David Mendieta

Personal information
- Full name: Ramón Eduardo David Mendieta Alfonso
- Date of birth: 4 May 1988 (age 36)
- Place of birth: Ypacaraí, Paraguay
- Height: 1.84 m (6 ft 0 in)
- Position(s): Midfielder

Team information
- Current team: 12 de Octubre
- Number: 16

Senior career*
- Years: Team / Apps / (Gls)
- 2004–2008: Guaraní / 50 / (3)
- 2009: 12 de Octubre / 9 / (1)
- 2009–2010: Vitória Guimarães / 0 / (0)
- 2010: → Gondomar (loan) / 5 / (0)
- 2011: Guaraní / 0 / (0)
- 2012: Sol de América / 46 / (8)
- 2013–2015: Chiapas / 28 / (1)
- 2014: → Lobos BUAP (loan) / 6 / (0)
- 2015: → Cerro Porteño (loan) / 11 / (0)
- 2016: Atlante / 21 / (3)
- 2017: Sol de América / 32 / (0)
- 2018: Independiente FBC / 31 / (1)
- 2019: Sportivo Luqueño / 20 / (1)
- 2020: Guaireña / 7 / (0)
- 2021–: 12 de Octubre / 4 / (0)

International career
- 2013: Paraguay / 1 / (0)

= David Mendieta =

Paraguayan footballer (born 1988)

Ramón Eduardo David Mendieta Alfonso (born 4 May 1988) is a Paraguayan footballer.
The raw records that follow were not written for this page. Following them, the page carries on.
// Copyright (C) 2026 Fred Clausen
// Use of this source code is governed by an MIT-style
// license that can be found in the LICENSE file or at
// https://opensource.org/licenses/MIT.

//! Per-kind document status sets and status-triggered side effects.
//!
//! Transitions are not guarded: any status of a kind may follow any other
//! status of the same kind. The only conditional behavior is the timestamp
//! stamping performed by [`DocumentPatch::for_status`](crate::DocumentPatch::for_status).

use crate::error::DomainError;
use crate::kind::DocumentKind;
use serde::{Deserialize, Serialize};
use std::str::FromStr;

/// Generates a status enum with its string mapping.
///
/// The first listed variant is the initial status of the kind.
macro_rules! document_status {
    (
        $(#[$meta:meta])*
        $name:ident for $kind:ident {
            $($variant:ident => $text:literal),+ $(,)?
        }
        terminal: [$($terminal:ident),*]
    ) => {
        $(#[$meta])*
        #[derive(Debug, Clone, Copy, PartialEq, Eq, Hash, Serialize, Deserialize)]
        #[serde(rename_all = "snake_case")]
        pub enum $name {
            $($variant),+
        }

        impl $name {
            /// All statuses of this kind, initial status first.
            pub const ALL: &'static [Self] = &[$(Self::$variant),+];

            /// Returns the string representation used for persistence and the API.
            #[must_use]
            pub const fn as_str(&self) -> &'static str {
                match self {
                    $(Self::$variant => $text),+
                }
            }

            /// Returns true if documents in this status are logically immutable.
            #[must_use]
            #[allow(unused_variables)]
            pub const fn is_terminal(&self) -> bool {
                matches!(self, $(Self::$terminal)|*)
            }
        }

        impl Default for $name {
            fn default() -> Self {
                Self::ALL[0]
            }
        }

        impl std::fmt::Display for $name {
            fn fmt(&self, f: &mut std::fmt::Formatter<'_>) -> std::fmt::Result {
                write!(f, "{}", self.as_str())
            }
        }

        impl FromStr for $name {
            type Err = DomainError;

            fn from_str(s: &str) -> Result<Self, Self::Err> {
                match s {
                    $($text => Ok(Self::$variant),)+
                    _ => Err(DomainError::InvalidStatus {
                        kind: DocumentKind::$kind,
                        status: s.to_string(),
                    }),
                }
            }
        }
    };
}

document_status! {
    /// Estimate lifecycle: draft → sent → {approved, rejected, expired} → converted.
    EstimateStatus for Estimate {
        Draft => "draft",
        Sent => "sent",
        Approved => "approved",
        Rejected => "rejected",
        Expired => "expired",
        Converted => "converted",
    }
    terminal: [Converted]
}

document_status! {
    /// Project lifecycle: planning → `in_progress` → {`on_hold`, completed, cancelled}.
    ///
    /// `converted` closes a project that produced a work order.
    ProjectStatus for Project {
        Planning => "planning",
        InProgress => "in_progress",
        OnHold => "on_hold",
        Completed => "completed",
        Cancelled => "cancelled",
        Converted => "converted",
    }
    terminal: [Cancelled, Converted]
}

document_status! {
    /// Work order lifecycle: open → scheduled → `in_progress` → {completed, cancelled}.
    ///
    /// `converted` closes a completed work order that has been invoiced.
    WorkOrderStatus for WorkOrder {
        Open => "open",
        Scheduled => "scheduled",
        InProgress => "in_progress",
        Completed => "completed",
        Cancelled => "cancelled",
        Converted => "converted",
    }
    terminal: [Cancelled, Converted]
}

document_status! {
    /// Invoice lifecycle: draft → sent → {paid, overdue}, or cancelled.
    InvoiceStatus for Invoice {
        Draft => "draft",
        Sent => "sent",
        Paid => "paid",
        Overdue => "overdue",
        Cancelled => "cancelled",
    }
    terminal: [Cancelled]
}

document_status! {
    /// Purchase order lifecycle: draft → sent → {approved, received, cancelled}.
    PurchaseOrderStatus for PurchaseOrder {
        Draft => "draft",
        Sent => "sent",
        Approved => "approved",
        Received => "received",
        Cancelled => "cancelled",
    }
    terminal: [Cancelled]
}

/// A status tagged with the document kind it belongs to.
#[derive(Debug, Clone, Copy, PartialEq, Eq, Hash, Serialize, Deserialize)]
#[serde(tag = "kind", content = "status", rename_all = "snake_case")]
pub enum DocumentStatus {
    Estimate(EstimateStatus),
    Project(ProjectStatus),
    WorkOrder(WorkOrderStatus),
    Invoice(InvoiceStatus),
    PurchaseOrder(PurchaseOrderStatus),
}

impl DocumentStatus {
    /// Parses a status string for the given kind.
    ///
    /// # Errors
    ///
    /// Returns `DomainError::InvalidStatus` if the string is not a status of `kind`.
    pub fn parse(kind: DocumentKind, status: &str) -> Result<Self, DomainError> {
        Ok(match kind {
            DocumentKind::Estimate => Self::Estimate(status.parse()?),
            DocumentKind::Project => Self::Project(status.parse()?),
            DocumentKind::WorkOrder => Self::WorkOrder(status.parse()?),
            DocumentKind::Invoice => Self::Invoice(status.parse()?),
            DocumentKind::PurchaseOrder => Self::PurchaseOrder(status.parse()?),
        })
    }

    /// The status a newly created document of `kind` starts in.
    #[must_use]
    pub fn initial(kind: DocumentKind) -> Self {
        match kind {
            DocumentKind::Estimate => Self::Estimate(EstimateStatus::default()),
            DocumentKind::Project => Self::Project(ProjectStatus::default()),
            DocumentKind::WorkOrder => Self::WorkOrder(WorkOrderStatus::default()),
            DocumentKind::Invoice => Self::Invoice(InvoiceStatus::default()),
            DocumentKind::PurchaseOrder => Self::PurchaseOrder(PurchaseOrderStatus::default()),
        }
    }

    #[must_use]
    pub const fn kind(&self) -> DocumentKind {
        match self {
            Self::Estimate(_) => DocumentKind::Estimate,
            Self::Project(_) => DocumentKind::Project,
            Self::WorkOrder(_) => DocumentKind::WorkOrder,
            Self::Invoice(_) => DocumentKind::Invoice,
            Self::PurchaseOrder(_) => DocumentKind::PurchaseOrder,
        }
    }

    #[must_use]
    pub const fn as_str(&self) -> &'static str {
        match self {
            Self::Estimate(s) => s.as_str(),
            Self::Project(s) => s.as_str(),
            Self::WorkOrder(s) => s.as_str(),
            Self::Invoice(s) => s.as_str(),
            Self::PurchaseOrder(s) => s.as_str(),
        }
    }

    #[must_use]
    pub const fn is_terminal(&self) -> bool {
        match self {
            Self::Estimate(s) => s.is_terminal(),
            Self::Project(s) => s.is_terminal(),
            Self::WorkOrder(s) => s.is_terminal(),
            Self::Invoice(s) => s.is_terminal(),
            Self::PurchaseOrder(s) => s.is_terminal(),
        }
    }
}

impl std::fmt::Display for DocumentStatus {
    fn fmt(&self, f: &mut std::fmt::Formatter<'_>) -> std::fmt::Result {
        write!(f, "{}", self.as_str())
    }
}

/// Scheduling priority shared by projects and work orders.
#[derive(Debug, Clone, Copy, PartialEq, Eq, Hash, Default, Serialize, Deserialize)]
#[serde(rename_all = "snake_case")]
pub enum Priority {
    Low,
    #[default]
    Medium,
    High,
    Urgent,
}

impl Priority {
    #[must_use]
    pub const fn as_str(&self) -> &'static str {
        match self {
            Self::Low => "low",
            Self::Medium => "medium",
            Self::High => "high",
            Self::Urgent => "urgent",
        }
    }

    /// Reads a stored priority, treating anything unrecognized as `Medium`.
    #[must_use]
    pub fn parse_lenient(s: &str) -> Self {
        s.parse().unwrap_or_default()
    }
}

impl std::fmt::Display for Priority {
    fn fmt(&self, f: &mut std::fmt::Formatter<'_>) -> std::fmt::Result {
        write!(f, "{}", self.as_str())
    }
}

impl FromStr for Priority {
    type Err = DomainError;

    fn from_str(s: &str) -> Result<Self, Self::Err> {
        match s {
            "low" => Ok(Self::Low),
            "medium" => Ok(Self::Medium),
            "high" => Ok(Self::High),
            "urgent" => Ok(Self::Urgent),
            _ => Err(DomainError::InvalidPriority(s.to_string())),
        }
    }
}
He currently plays as a midfielder for 12 de Octubre.

==Career==
===Club career===
Mendieta started his career in his homeland of Paraguay in which he played for Club Guaraní and Club 12 de Octubre. In June 2009, he signed for Portuguese club Vitória Guimarães for €150,000 in which the transfer will go through on 1 July 2009. In January 2010, he was loaned out until the end of the season to Portuguese Second Division side Gondomar.